Geneva, Switzerland, 26 June 2013

​Foreign direct investment (FDI) inflows to transition economies declined by 9 per cent to US$87 billion in 2012, UNCTAD’s World Investment Report 20131 reveals. It says flows to South-East Europe almost halved, while those to Commonwealth of Independent States (CIS) countries remained relatively resilient.

The report, which is subtitled Global Value Chains: Investment and Trade for Development, was released today.

In South-East Europe, a drop in FDI from $7.2 billion to $4.2 billion was due primarily to a decline in investments from neighbouring countries, which are the main investors in this subregion. In the CIS, FDI flows fell by 7 per cent from $88 billion to $82 billion. This relatively small decline is due to the fact that foreign investors continued to be attracted by the region’s growing consumer markets and vast natural resources. Inflows remained concentrated in a few economies, with the top three destinations (Russian Federation, Kazakhstan and Ukraine) accounting for 84 per cent of the region’s total inflows (figure 1).

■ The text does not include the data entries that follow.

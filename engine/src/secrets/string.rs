use std::fmt;

/// Credential value that never prints itself.
///
/// `Debug` and `Display` always render `[REDACTED]`, so a credential can sit
/// inside any struct that gets logged. Call `unsecure()` at the one place the
/// raw value goes on the wire.
#[derive(Clone, PartialEq, Eq)]
pub struct SecretString(String);

impl SecretString {
    pub fn new(s: impl Into<String>) -> Self {
        Self(s.into())
    }

    /// Access the raw underlying string
    pub fn unsecure(&self) -> &str {
        &self.0
    }
}

impl fmt::Debug for SecretString {
    fn fmt(&self, f: &mut fmt::Formatter<'_>) -> fmt::Result {
        write!(f, "SecretString([REDACTED])")
    }
}

impl fmt::Display for SecretString {
    fn fmt(&self, f: &mut fmt::Formatter<'_>) -> fmt::Result {
        write!(f, "[REDACTED]")
    }
}

impl From<String> for SecretString {
    fn from(s: String) -> Self {
        Self(s)
    }
}

impl From<&str> for SecretString {
    fn from(s: &str) -> Self {
        Self(s.to_string())
    }
}
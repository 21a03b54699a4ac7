//! Quill SDK
//!
//! Shared domain types and the error taxonomy for Quill components.
//! The engine depends on it, and so can any external tool that reads the
//! memory file.

/// Error types and handling
pub mod errors;

/// Pipeline domain types
pub mod types;

// Re-export commonly used types
pub use errors::{EngineError, QuillErrorExt};
pub use types::{
    AbortReason, Classification, CommentDraft, CommentPack, CriticRule, CriticVerdict, Draft,
    Finding, PerformanceRecord, PublishedPost, ResearchBrief, RunRecord, RunStatus, Stage,
    StrategyBrief, Vibe, VisualAsset,
};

FDI inflows to the Russian Federation decreased by 7 per cent to $51 billion. Foreign investors continued to be motivated by the growing domestic market, as shown by relatively high investments in the automotive and financial industries through reinvestment. The Russian Federation’s accession to the World Trade Organization (WTO) also had an impact on investors’ decision-making for certain projects. Developed economies, mainly European Union members, remained the largest sources of inward FDI for the Russian Federation.

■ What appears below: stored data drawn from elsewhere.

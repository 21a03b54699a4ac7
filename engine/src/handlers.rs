//! Command handlers for CLI operations
//!
//! - run: one pipeline run
//! - stats: persona performance, counts and recent runs
//! - history: published posts with their latest performance
//! - rules: learned critic rules
//! - comments: the latest comment pack
//! - record: manual engagement entry
//! - refresh: engagement pass against LinkedIn
//!
//! The read-only commands never take the writer lock.

use anyhow::{Context, Result};
use serde_json::json;
use std::sync::Arc;
use std::time::Duration;
use tokio_util::sync::CancellationToken;

use crate::analytics::{self, AnalyticsPass, Engagement, Thresholds};
use crate::config::Config;
use crate::llm::{GeminiProvider, ImageGenerator, PollinationsProvider};
use crate::memory::MemoryStore;
use crate::pipeline::{PipelineDeps, PipelineOrchestrator, PipelineSettings, RunOutcome};
use crate::publish::{LinkedInClient, PublishProtocol};
use crate::research::{build_connectors, ResearchAggregator};
use crate::retry::{ResilientCaller, RetryPolicy};
use crate::secrets::{CredentialKey, Credentials};

/// Output format for command results
#[derive(Debug, Clone, Copy)]
pub enum OutputFormat {
    /// Human-readable text output
    Text,
    /// JSON output for machine consumption
    Json,
}

fn print_json(value: &serde_json::Value) -> Result<()> {
    println!("{}", serde_json::to_string_pretty(value)?);
    Ok(())
}

pub fn open_store(config: &Config) -> Result<Arc<MemoryStore>> {
    let path = config.memory_path();
    let store = MemoryStore::open(&path)
        .with_context(|| format!("Failed to open memory at {}", path.display()))?
        .with_stale_lock_after(Duration::from_secs(config.core.stale_lock_secs));
    Ok(Arc::new(store))
}

fn linkedin_client(config: &Config, credentials: &Credentials) -> Result<Option<LinkedInClient>> {
    let Some(token) = credentials.get(CredentialKey::LinkedInAccessToken) else {
        return Ok(None);
    };
    let client = LinkedInClient::new(
        &config.publish.base_url,
        &config.publish.api_version,
        token,
        Duration::from_secs(config.publish.timeout_secs),
    )
    .context("Failed to build LinkedIn client")?;
    Ok(Some(client))
}

/// Wire every collaborator a run needs from config and credentials
pub fn build_pipeline(
    config: &Config,
    credentials: &Credentials,
    settings: PipelineSettings,
) -> Result<PipelineOrchestrator> {
    let caller = ResilientCaller::new(RetryPolicy::from(&config.retry));

    let connectors = build_connectors(&config.research, credentials)?;
    if connectors.is_empty() {
        anyhow::bail!("No research sources are enabled");
    }
    let research = ResearchAggregator::new(connectors, caller.clone(), &config.research);

    let gemini_key = credentials.require(CredentialKey::GeminiApiKey)?.clone();
    let text = Arc::new(
        GeminiProvider::new(
            &config.generation.gemini_base_url,
            &config.generation.model,
            gemini_key,
            Duration::from_secs(config.generation.timeout_secs),
        )
        .context("Failed to build Gemini client")?,
    );

    let image: Option<Arc<dyn ImageGenerator>> = if config.generation.image_enabled {
        Some(Arc::new(
            PollinationsProvider::new(
                &config.generation.image_base_url,
                config.generation.width,
                config.generation.height,
                Duration::from_secs(config.generation.timeout_secs),
            )
            .context("Failed to build image client")?,
        ))
    } else {
        None
    };

    let publisher = match (
        linkedin_client(config, credentials)?,
        credentials.get(CredentialKey::LinkedInPersonUrn),
    ) {
        (Some(client), Some(owner)) => Some(PublishProtocol::new(
            Arc::new(client),
            caller.clone(),
            owner.unsecure(),
        )),
        _ => {
            tracing::warn!("LinkedIn credentials missing, runs will stop before publishing");
            None
        }
    };

    let deps = PipelineDeps {
        research,
        text,
        image,
        publisher,
        store: open_store(config)?,
        caller,
    };

    Ok(PipelineOrchestrator::new(deps, settings))
}

/// Execute one run. Returns whether a post was published.
pub async fn handle_run(
    config: &Config,
    topic: Option<String>,
    format: OutputFormat,
    cancel: CancellationToken,
) -> Result<bool> {
    let credentials = Credentials::resolve();
    let mut settings = PipelineSettings::from(config);
    settings.topic = topic;

    let orchestrator = build_pipeline(config, &credentials, settings)?;
    let outcome = orchestrator.run(&cancel).await.context("Run failed")?;

    match (&outcome, format) {
        (RunOutcome::Cancelled { run_id, stage }, OutputFormat::Text) => {
            println!("Run {} cancelled during {}; nothing was recorded.", run_id, stage);
        }
        (RunOutcome::Cancelled { run_id, stage }, OutputFormat::Json) => {
            print_json(&json!({ "run_id": run_id, "status": "cancelled", "stage": stage }))?;
        }
        (RunOutcome::Completed(report), OutputFormat::Text) => {
            let r = &report.record;
            println!("Run {}", r.run_id);
            println!("  Status:    {}", r.status);
            println!("  Stage:     {}", r.stage);
            if let Some(reason) = r.reason {
                println!("  Reason:    {}", reason);
            }
            if let Some(detail) = &r.detail {
                println!("  Detail:    {}", detail);
            }
            if let Some(vibe) = r.vibe {
                println!("  Persona:   {}", vibe);
            }
            if let Some(topic) = &r.topic {
                println!("  Topic:     {}", topic);
            }
            if let Some(urn) = &r.post_urn {
                println!("  Post:      {}", urn);
                println!("  Image:     {}", if r.has_image { "yes" } else { "no" });
            }
            if let Some(orphan) = &r.orphaned_asset_urn {
                println!("  Orphaned:  {}", orphan);
            }
            println!("  Revisions: {}", r.revisions);
            println!("  New rules: {}", report.rules_added);
        }
        (RunOutcome::Completed(report), OutputFormat::Json) => {
            print_json(&serde_json::to_value(report)?)?;
        }
    }

    Ok(outcome.is_published())
}

pub fn handle_stats(config: &Config, format: OutputFormat) -> Result<()> {
    let store = open_store(config)?;
    let state = store.load()?;
    let stats = state.persona_stats();
    let recent: Vec<_> = state.runs.iter().rev().take(5).collect();

    match format {
        OutputFormat::Text => {
            println!("Posts: {}   Rules: {}   Runs: {}", state.posts.len(), state.rules.len(), state.runs.len());
            println!();
            if stats.is_empty() {
                println!("No persona data yet.");
            } else {
                println!("{:<12} {:>6} {:>6} {:>6} {:>10}", "Persona", "Posts", "Wins", "Losses", "Avg eng.");
                for (vibe, s) in &stats {
                    println!(
                        "{:<12} {:>6} {:>6} {:>6} {:>10.1}",
                        vibe.as_str(),
                        s.posts,
                        s.win_count,
                        s.loss_count,
                        s.avg_engagement
                    );
                }
            }
            if !recent.is_empty() {
                println!();
                println!("Recent runs:");
                for run in recent {
                    let reason = run.reason.map(|r| r.to_string()).unwrap_or_default();
                    println!(
                        "  {}  {:<14} {:<9} {}",
                        run.finished_at.format("%Y-%m-%d %H:%M"),
                        run.status,
                        run.stage,
                        reason
                    );
                }
            }
        }
        OutputFormat::Json => {
            let personas: serde_json::Map<String, serde_json::Value> = stats
                .iter()
                .map(|(vibe, s)| serde_json::to_value(s).map(|v| (vibe.to_string(), v)))
                .collect::<Result<_, serde_json::Error>>()?;
            print_json(&json!({
                "posts": state.posts.len(),
                "rules": state.rules.len(),
                "runs": state.runs.len(),
                "personas": personas,
                "recent_runs": recent,
            }))?;
        }
    }
    Ok(())
}

pub fn handle_history(limit: usize, config: &Config, format: OutputFormat) -> Result<()> {
    let store = open_store(config)?;
    let state = store.load()?;
    let posts: Vec<_> = state.posts.iter().rev().take(limit).collect();

    match format {
        OutputFormat::Text => {
            if posts.is_empty() {
                println!("No published posts yet");
                return Ok(());
            }
            println!("Published posts (last {}):", limit);
            println!();
            for post in posts {
                println!("{}", post.platform_urn);
                println!("  Persona: {}", post.vibe);
                println!("  Topic:   {}", post.topic);
                println!("  Created: {}", post.created_at.to_rfc3339());
                match state.latest_performance(&post.platform_urn) {
                    Some(p) => println!(
                        "  Result:  {} ({} views, {} likes, {} comments)",
                        p.classification,
                        p.views.map_or_else(|| "?".to_string(), |v| v.to_string()),
                        p.likes,
                        p.comments
                    ),
                    None => println!("  Result:  not measured"),
                }
                println!();
            }
        }
        OutputFormat::Json => {
            let rows: Vec<_> = posts
                .iter()
                .map(|post| {
                    json!({
                        "post": post,
                        "performance": state.latest_performance(&post.platform_urn),
                    })
                })
                .collect();
            print_json(&json!({ "posts": rows }))?;
        }
    }
    Ok(())
}

pub fn handle_rules(config: &Config, format: OutputFormat) -> Result<()> {
    let rules = open_store(config)?.rules()?;
    match format {
        OutputFormat::Text => {
            if rules.is_empty() {
                println!("No rules learned yet");
            }
            for (i, rule) in rules.iter().enumerate() {
                println!("{:>3}. {}", i + 1, rule.text);
            }
        }
        OutputFormat::Json => print_json(&json!({ "rules": rules }))?,
    }
    Ok(())
}

pub fn handle_comments(config: &Config, format: OutputFormat) -> Result<()> {
    let pack = open_store(config)?.load()?.latest_comment_pack;
    match (pack, format) {
        (None, OutputFormat::Text) => println!("No comment pack yet"),
        (Some(pack), OutputFormat::Text) => {
            println!("Comment pack for: {}", pack.target_post_ref);
            println!("Generated: {}", pack.created_at.to_rfc3339());
            for draft in &pack.drafts {
                println!();
                println!("[{}]", draft.style_tag);
                println!("{}", draft.text);
            }
        }
        (pack, OutputFormat::Json) => print_json(&json!({ "comment_pack": pack }))?,
    }
    Ok(())
}

pub fn handle_record(
    urn: &str,
    engagement: Engagement,
    config: &Config,
    format: OutputFormat,
) -> Result<()> {
    let thresholds = Thresholds::from(&config.analytics);
    let record = analytics::record_for(urn, engagement, &thresholds);
    let classification = record.classification;

    open_store(config)?
        .attach_performance(urn, record)
        .with_context(|| format!("Failed to record performance for {}", urn))?;

    match format {
        OutputFormat::Text => println!("Recorded {} as {}", urn, classification),
        OutputFormat::Json => print_json(&json!({ "urn": urn, "classification": classification }))?,
    }
    Ok(())
}

pub async fn handle_refresh(config: &Config, format: OutputFormat) -> Result<()> {
    let credentials = Credentials::resolve();
    let client = linkedin_client(config, &credentials)?.ok_or_else(|| {
        anyhow::anyhow!(
            "{} is required to read engagement",
            CredentialKey::LinkedInAccessToken.env_var()
        )
    })?;

    let pass = AnalyticsPass::new(
        Arc::new(client),
        ResilientCaller::new(RetryPolicy::from(&config.retry)),
        Thresholds::from(&config.analytics),
    );
    let summary = pass.refresh(&*open_store(config)?).await?;

    match format {
        OutputFormat::Text => println!(
            "Engagement refreshed: {} updated, {} unavailable, {} failed",
            summary.updated, summary.unavailable, summary.failed
        ),
        OutputFormat::Json => print_json(&serde_json::to_value(summary)?)?,
    }
    Ok(())
}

FDI inflows into Kazakhstan rose by 1 per cent, reaching $14 billion – the second-highest level ever recorded – owing to its vast natural resources and economic growth. In addition to extractive industries, which accounted for almost one fifth of FDI flows to Kazakhstan in 2012, financial services attracted 12 per cent of flows. Ukraine experienced a record of almost $8 billion in FDI inflows.

The sluggishness of FDI in transition economies as a whole in 2012 was caused by a slump in cross-border mergers and acquisitions (M&A) sales, whose net value (new M&As minus divested M&As) turned negative for the first time ever. Greenfield projects – that is, new investment or the expansion of existing investment in recipient nations, as opposed to investment there via mergers and acquisitions – also declined considerably.

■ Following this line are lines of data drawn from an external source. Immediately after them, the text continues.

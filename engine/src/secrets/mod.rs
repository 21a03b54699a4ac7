pub mod string;

pub use string::SecretString;

use keyring::Entry;
use regex::Regex;
use sdk::errors::EngineError;
use std::collections::BTreeMap;
use std::sync::OnceLock;

/// Keychain service name used for every Quill credential
pub const KEYCHAIN_SERVICE: &str = "quill";

/// Credentials the connectors may need
#[derive(Debug, Clone, Copy, PartialEq, Eq, PartialOrd, Ord)]
pub enum CredentialKey {
    GeminiApiKey,
    NewsApiKey,
    TavilyApiKey,
    LinkedInAccessToken,
    LinkedInPersonUrn,
}

impl CredentialKey {
    pub const ALL: [CredentialKey; 5] = [
        CredentialKey::GeminiApiKey,
        CredentialKey::NewsApiKey,
        CredentialKey::TavilyApiKey,
        CredentialKey::LinkedInAccessToken,
        CredentialKey::LinkedInPersonUrn,
    ];

    /// Environment variable checked first
    pub fn env_var(&self) -> &'static str {
        match self {
            CredentialKey::GeminiApiKey => "GEMINI_API_KEY",
            CredentialKey::NewsApiKey => "NEWS_API_KEY",
            CredentialKey::TavilyApiKey => "TAVILY_API_KEY",
            CredentialKey::LinkedInAccessToken => "LINKEDIN_ACCESS_TOKEN",
            CredentialKey::LinkedInPersonUrn => "LINKEDIN_PERSON_URN",
        }
    }

    /// Entry name in the OS keychain
    pub fn keychain_key(&self) -> &'static str {
        match self {
            CredentialKey::GeminiApiKey => "gemini_api_key",
            CredentialKey::NewsApiKey => "news_api_key",
            CredentialKey::TavilyApiKey => "tavily_api_key",
            CredentialKey::LinkedInAccessToken => "linkedin_access_token",
            CredentialKey::LinkedInPersonUrn => "linkedin_person_urn",
        }
    }
}

/// Resolved connector credentials.
///
/// Each value comes from its environment variable when set, otherwise from the
/// OS keychain (macOS Keychain, Windows Credential Manager, Secret Service on
/// Linux). Lookup never prompts: a scheduled run has nobody to answer, and a
/// missing optional credential simply disables its connector.
#[derive(Debug, Clone, Default)]
pub struct Credentials {
    values: BTreeMap<CredentialKey, SecretString>,
}

impl Credentials {
    /// Resolve every known credential from the environment and keychain
    pub fn resolve() -> Self {
        let mut credentials = Self::default();
        for key in CredentialKey::ALL {
            if let Some(value) = lookup_env(key).or_else(|| lookup_keychain(key)) {
                credentials.values.insert(key, value);
            }
        }
        credentials
    }

    /// Builder used by tests and embedders
    pub fn with(mut self, key: CredentialKey, value: impl Into<SecretString>) -> Self {
        self.values.insert(key, value.into());
        self
    }

    pub fn get(&self, key: CredentialKey) -> Option<&SecretString> {
        self.values.get(&key)
    }

    /// Fetch a credential that the caller cannot work without
    pub fn require(&self, key: CredentialKey) -> Result<&SecretString, EngineError> {
        self.get(key).ok_or_else(|| {
            EngineError::Credential(format!(
                "{} (env) or '{}' (keychain)",
                key.env_var(),
                key.keychain_key()
            ))
        })
    }

    pub fn has(&self, key: CredentialKey) -> bool {
        self.values.contains_key(&key)
    }
}

fn lookup_env(key: CredentialKey) -> Option<SecretString> {
    std::env::var(key.env_var())
        .ok()
        .map(|v| v.trim().to_string())
        .filter(|v| !v.is_empty())
        .map(SecretString::from)
}

fn lookup_keychain(key: CredentialKey) -> Option<SecretString> {
    let entry = match Entry::new(KEYCHAIN_SERVICE, key.keychain_key()) {
        Ok(entry) => entry,
        Err(e) => {
            tracing::debug!("Keychain unavailable for '{}': {}", key.keychain_key(), e);
            return None;
        }
    };

    match entry.get_password() {
        Ok(secret) if !secret.trim().is_empty() => {
            tracing::debug!("Retrieved '{}' from keychain", key.keychain_key());
            Some(SecretString::new(secret.trim()))
        }
        Ok(_) | Err(keyring::Error::NoEntry) => None,
        Err(e) => {
            tracing::debug!("Keychain lookup failed for '{}': {}", key.keychain_key(), e);
            None
        }
    }
}

/// Regex patterns for detecting secrets in free text.
/// Compiled once and reused.
static SECRET_PATTERNS: OnceLock<Vec<(Regex, &'static str)>> = OnceLock::new();

fn get_secret_patterns() -> &'static Vec<(Regex, &'static str)> {
    SECRET_PATTERNS.get_or_init(|| {
        let specs: [(&str, &'static str); 5] = [
            (r#"Bearer\s+[^\s"',]+"#, "Bearer [REDACTED]"),
            // key=..., "api_key": "...", access_token=...
            (
                r#"(?i)\b(api_key|apikey|access_token|token|key)(["']?\s*[:=]\s*["']?)[^\s"'&,}]+"#,
                "${1}${2}[REDACTED]",
            ),
            (r"AIza[0-9A-Za-z\-_]{35}", "[REDACTED]"),
            (r"tvly-[0-9A-Za-z\-_]{8,}", "[REDACTED]"),
            (r"urn:li:person:[0-9A-Za-z\-_]+", "urn:li:person:[REDACTED]"),
        ];

        specs
            .iter()
            .filter_map(|(pattern, replacement)| match Regex::new(pattern) {
                Ok(re) => Some((re, *replacement)),
                Err(e) => {
                    tracing::error!("Invalid secret pattern {}: {}", pattern, e);
                    None
                }
            })
            .collect()
    })
}

/// Scrubs secrets from text.
///
/// Detected patterns:
/// - Bearer tokens
/// - `key=`, `api_key`, `token` and `access_token` assignments (query strings and JSON)
/// - Google API keys (AIza...)
/// - Tavily keys (tvly-...)
/// - LinkedIn person URNs
///
/// # Examples
/// ```
/// use quill_engine::secrets::scrub;
///
/// let scrubbed = scrub("GET /models/x:generateContent?key=abc123");
/// assert_eq!(scrubbed, "GET /models/x:generateContent?key=[REDACTED]");
/// ```
pub fn scrub(text: &str) -> String {
    let mut result = text.to_string();

    for (pattern, replacement) in get_secret_patterns() {
        result = pattern.replace_all(&result, *replacement).into_owned();
    }

    result
}

#[cfg(test)]
mod tests {
    use super::*;

    #[test]
    fn test_scrub_bearer_token() {
        assert_eq!(
            scrub("Authorization: Bearer AQX-abc.def_123"),
            "Authorization: Bearer [REDACTED]"
        );
    }

    #[test]
    fn test_scrub_json_api_key() {
        let scrubbed = scrub(r#"{"api_key": "tvly-secretsecret", "query": "agents"}"#);
        assert!(!scrubbed.contains("secretsecret"));
        assert!(scrubbed.contains("agents"));
    }

    #[test]
    fn test_scrub_person_urn() {
        assert_eq!(
            scrub("owner urn:li:person:AbC123 posted"),
            "owner urn:li:person:[REDACTED] posted"
        );
    }

    #[test]
    fn test_scrub_leaves_share_urns() {
        let text = "created urn:li:share:7000000000000000000";
        assert_eq!(scrub(text), text);
    }

    #[test]
    fn test_scrub_google_key() {
        let key = format!("AIza{}", "A".repeat(35));
        assert_eq!(scrub(&format!("using {}", key)), "using [REDACTED]");
    }

    #[test]
    fn test_credentials_builder_and_require() {
        let creds = Credentials::default().with(CredentialKey::GeminiApiKey, "g-key");
        assert!(creds.has(CredentialKey::GeminiApiKey));
        assert_eq!(
            creds
                .require(CredentialKey::GeminiApiKey)
                .unwrap()
                .unsecure(),
            "g-key"
        );

        let err = creds.require(CredentialKey::TavilyApiKey).unwrap_err();
        assert!(err.to_string().contains("TAVILY_API_KEY"));
    }

    #[test]
    fn test_credentials_debug_redacted() {
        let creds = Credentials::default().with(CredentialKey::LinkedInAccessToken, "s3cr3t");
        assert!(!format!("{:?}", creds).contains("s3cr3t"));
    }
}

Outward FDI flows from transition economies declined in 2012, too. The Russian Federation continued to dominate outward FDI from the region, accounting for 92 per cent of outflows in 2012. Although natural-resource-based TNCs continued their expansion abroad, the largest acquisitions took place in the financial industry. For example, Sberbank – the largest Russian Bank – acquired Turkey’s Denizbank for $3.9 billion.

In addition to the usual sources of FDI, a distinctive feature of FDI patterns in the Russian Federation is the phenomenon of “round-tripping,” implied by a very high correlation of inward and outward investment flows between the country and financial hubs such as Cyprus and the British Virgin Islands. A closer look at the FDI stock in and from the Russian Federation, for example, reveals that the three largest investors – Cyprus, the Netherlands, and the British Virgin Islands – are also the largest recipients of FDI stock, with roughly the same amounts flowing in both directions (figure 2). Together, they account for about 60 per cent of both inward and outward FDI stock.

Before the onset of the financial and economic crisis, South-East European countries made significant progress in attracting FDI. The surge in FDI to the region, especially after 2006, was driven largely by the economic recovery, a better investment climate, and the start of association (and accession) negotiations with the EU in 2005. This positive trend was reversed in 2009. Croatia – the most seriously hit country – saw FDI flows fall from $6 billion in 2008 to $432 million in 2010. During that period, FDI flows also declined significantly to Bosnia and Herzegovina, Montenegro, and the former Yugoslav Republic of Macedonia. By contrast, Albania bucked the trend, mainly because of its investor-friendly business environment and the opportunities opened up by privatization of State-owned enterprises. The fragility of FDI flows to South-East Europe related partly to the large share of inward FDI from the EU, where economic woes have had particularly negative knock-on effects for FDI in the subregion, the report says.



Figure 1. Transition economies: Top 5 recipients of FDI inflows, 2011 and 2012
(billions of US dollars)
Source: UNCTAD. World Investment Report 2013.

Figure 2. Russian Federation: Top 10 investors and recipients of FDI stock, 2011
(billions of US dollars)

Source: UNCTAD. World Investment Report 2013.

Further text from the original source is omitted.